At the Saturday, Oct. 8 meeting, the 153 residents in attendance, with one abstention, voted to approve Article 9 that states in part: “To see if the voters of Frye Island are in agreement to funding a total of 50 students…per school year (at a cost of nearly $300,000 for 2005/2006)…under condition that the current school funding based on assessed valuation (at a cost of nearly $736,000 in 2005/2006) is eliminated.”

As the lone abstaining vote, island resident and chair of the SAD 6 school board Oleg Svetlichney said he did not want to voice his opinion on the issue.

“I was the only one who did not vote,” he said. “I am a state officer not a town officer. I represent the children of the district.”

But Svetlichney did say that, while the article was not binding, it was “testing the will of the people.”

When questioned about Article 9, Frye Island Town Manager Wayne Fournier said it was “an affirmation” that the town doesn’t want to get out of paying part of the SAD 6 budget.

“It’s just to get on the record that we’re not trying to get out of this without paying anything,” he said. “That may not be the approach people are interested in but (the $300,000 amount) was thought to be reasonable to pay as our portion.”
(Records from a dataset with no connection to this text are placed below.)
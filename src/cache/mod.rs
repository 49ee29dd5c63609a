//! Bounded block cache with a frozen sink prefix and a sliding window.
//!
//! The cache holds at most `sink_size + window_size` entries. The first `sink_size`
//! blocks of a request are never evicted; later blocks go to a FIFO window that drops
//! its oldest entry before a new one is admitted once it holds `window_size` entries.

use std::collections::VecDeque;

use tracing::debug;

use crate::error::{Result, RollingSinkError};

/// Attention state produced for one clean block. Never mutated after insertion.
#[derive(Debug, Clone)]
pub struct CacheEntry<S> {
    block_index: usize,
    state: S,
}

impl<S> CacheEntry<S> {
    pub fn new(block_index: usize, state: S) -> Self {
        Self { block_index, state }
    }

    pub fn block_index(&self) -> usize {
        self.block_index
    }

    pub fn state(&self) -> &S {
        &self.state
    }
}

/// Counters over the lifetime of the current request.
#[derive(Debug, Clone, Copy, Default, PartialEq, Eq)]
pub struct CacheStats {
    pub insertions: u64,
    pub evictions: u64,
    /// Largest number of entries held at once.
    pub peak_len: usize,
}

pub struct SinkCache<S> {
    sink_size: usize,
    window_size: usize,
    sink: Vec<CacheEntry<S>>,
    window: VecDeque<CacheEntry<S>>,
    last_index: Option<usize>,
    stats: CacheStats,
}

impl<S> SinkCache<S> {
    pub fn new(sink_size: usize, window_size: usize) -> Result<Self> {
        if sink_size + window_size == 0 {
            return Err(RollingSinkError::Configuration(
                "sink cache needs room for at least one block".into(),
            ));
        }
        Ok(Self {
            sink_size,
            window_size,
            sink: Vec::with_capacity(sink_size),
            window: VecDeque::with_capacity(window_size),
            last_index: None,
            stats: CacheStats::default(),
        })
    }

    pub fn sink_size(&self) -> usize {
        self.sink_size
    }

    pub fn window_size(&self) -> usize {
        self.window_size
    }

    pub fn capacity(&self) -> usize {
        self.sink_size + self.window_size
    }

    pub fn len(&self) -> usize {
        self.sink.len() + self.window.len()
    }

    pub fn is_empty(&self) -> bool {
        self.sink.is_empty() && self.window.is_empty()
    }

    /// True once every sink slot is taken; the sink stays frozen until `reset`.
    pub fn sink_frozen(&self) -> bool {
        self.sink.len() == self.sink_size
    }

    pub fn stats(&self) -> CacheStats {
        self.stats
    }

    /// Inserts the entry of a freshly cleaned block.
    ///
    /// Block indices must be strictly increasing within a request. A rejected insert
    /// leaves the cache untouched.
    pub fn insert(&mut self, entry: CacheEntry<S>) -> Result<()> {
        let index = entry.block_index;
        if let Some(last) = self.last_index {
            if index <= last {
                return Err(RollingSinkError::CacheOrder { index, last });
            }
        }

        if index < self.sink_size && !self.sink_frozen() {
            self.sink.push(entry);
        } else if self.window_size == 0 {
            self.stats.evictions += 1;
            debug!(block = index, "window disabled, block not retained");
        } else {
            if self.window.len() == self.window_size {
                if let Some(evicted) = self.window.pop_front() {
                    self.stats.evictions += 1;
                    debug!(evicted = evicted.block_index, inserted = index, "evicted window block");
                }
            }
            self.window.push_back(entry);
        }

        self.last_index = Some(index);
        self.stats.insertions += 1;
        self.stats.peak_len = self.stats.peak_len.max(self.len());
        debug_assert!(self.len() <= self.capacity());
        Ok(())
    }

    /// Sink entries followed by window entries, in ascending block order.
    pub fn snapshot(&self) -> CacheSnapshot<'_, S> {
        CacheSnapshot {
            entries: self.sink.iter().chain(self.window.iter()).collect(),
        }
    }

    /// Drops every entry and counter. Called at the start and end of each request.
    pub fn reset(&mut self) {
        self.sink.clear();
        self.window.clear();
        self.last_index = None;
        self.stats = CacheStats::default();
    }
}

/// Read-only view of the retained entries that a block attends over.
pub struct CacheSnapshot<'a, S> {
    entries: Vec<&'a CacheEntry<S>>,
}

impl<'a, S> CacheSnapshot<'a, S> {
    /// A snapshot with no context, as seen by the first block.
    pub fn empty() -> Self {
        Self { entries: Vec::new() }
    }

    pub fn len(&self) -> usize {
        self.entries.len()
    }

    pub fn is_empty(&self) -> bool {
        self.entries.is_empty()
    }

    pub fn entries(&self) -> &[&'a CacheEntry<S>] {
        &self.entries
    }

    pub fn iter(&self) -> impl Iterator<Item = &'a CacheEntry<S>> + '_ {
        self.entries.iter().copied()
    }

    pub fn block_indices(&self) -> Vec<usize> {
        self.entries.iter().map(|e| e.block_index).collect()
    }

    /// Positions the network assigns to the retained entries.
    ///
    /// Entries are re-numbered contiguously so the sink sits directly before the
    /// window, whatever the absolute block indices are.
    pub fn rolled_positions(&self) -> Vec<usize> {
        (0..self.entries.len()).collect()
    }

    /// Position of the block attending over this snapshot.
    pub fn next_position(&self) -> usize {
        self.entries.len()
    }
}
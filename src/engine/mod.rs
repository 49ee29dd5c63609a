//! Process-wide engine handle: lazy one-time model construction and single-flight admission.

use once_cell::sync::OnceCell;
use parking_lot::Mutex;
use tracing::{debug, info};

use crate::config::AdmissionPolicy;
use crate::error::{Result, RollingSinkError};
use crate::generate::{GenerationRequest, VideoGenerator};

type Factory<G> = Box<dyn Fn() -> Result<G> + Send + Sync>;

/// Owns the single generator instance of the process.
///
/// The generator (model weights, cache and decoder) is built by `factory` on first
/// use; concurrent first callers block until that one construction finishes. A
/// failed construction is not memoized, so the next call retries it. Requests
/// then run one at a time under a mutex.
pub struct Engine<G: VideoGenerator> {
    factory: Factory<G>,
    generator: OnceCell<Mutex<G>>,
    admission: AdmissionPolicy,
}

impl<G: VideoGenerator> Engine<G> {
    pub fn new<F>(admission: AdmissionPolicy, factory: F) -> Self
    where
        F: Fn() -> Result<G> + Send + Sync + 'static,
    {
        Self {
            factory: Box::new(factory),
            generator: OnceCell::new(),
            admission,
        }
    }

    pub fn admission(&self) -> AdmissionPolicy {
        self.admission
    }

    pub fn is_initialized(&self) -> bool {
        self.generator.get().is_some()
    }

    /// Builds the generator now so configuration errors surface before any request.
    pub fn warm_up(&self) -> Result<()> {
        self.instance().map(|_| ())
    }

    fn instance(&self) -> Result<&Mutex<G>> {
        self.generator.get_or_try_init(|| {
            info!("initializing generation model");
            let generator = (self.factory)()?;
            info!("generation model ready");
            Ok(Mutex::new(generator))
        })
    }

    /// Runs one request. With `Reject` admission a concurrent caller gets `Busy`.
    pub fn generate(&self, request: &GenerationRequest) -> Result<G::Output> {
        let instance = self.instance()?;
        let mut generator = match self.admission {
            AdmissionPolicy::Queue => instance.lock(),
            AdmissionPolicy::Reject => instance.try_lock().ok_or_else(|| {
                debug!("rejecting request, generator busy");
                RollingSinkError::Busy
            })?,
        };
        generator.generate(request)
    }

    /// Runs `f` with exclusive access to the generator.
    pub fn with_generator<R>(&self, f: impl FnOnce(&mut G) -> R) -> Result<R> {
        let instance = self.instance()?;
        let mut generator = instance.lock();
        Ok(f(&mut generator))
    }
}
He explained that the Board of Selectmen arrived at a payment amount by using SAD 6’s figures for the cost to educate a student for a year. For this year, the figure is just under $6,000 for students from kindergarten through grade 8, and just over $6,000 per student in grades 9 through 12.

Asked if the island plans to pursue withdrawal from SAD 6 or other legal action, Fournier said the town is consulting with attorneys.

“We’ve had a discussion with our attorneys,” Fournier said. “Not so much to withdraw from SAD 6 as to be treated as other municipalities in Maine that have a right to review withdrawal from a school district.”

In 1998, Frye Island seceded from Standish on the condition that it continue to pay taxes to SAD 6.

Three years later, Frye Island tried to withdraw from the school district, arguing the summer resident-only island had no students attending SAD 6 schools. In response, the State Legislature passed LD 500, effectively preventing the island’s withdrawal and prohibiting withdrawal in the future “unless (according to LD 500) such withdrawal is first authorized by further amendment to this chapter.”

And in 2004, Frye Island questioned the constitutionality of LD 500. Under this system, the Island pays 4 percent of the cost of SAD 6 but only has a single vote out of 1,000 because, although the amount of taxes is determined by a town’s valuation, the number of votes allotted each town is determined by the number of children who attend SAD 6 schools. Frye Island has no children in attendance. They proposed striking a compromise with the District that would result in a yearly fee but would be a reduction from the 4 percent.

Though Fournier would not comment on what type of action the town of Frye Island is currently considering, he did have a comment about its timeframe.

“Our intent,” he said, “is to pursue this as quickly as we can.”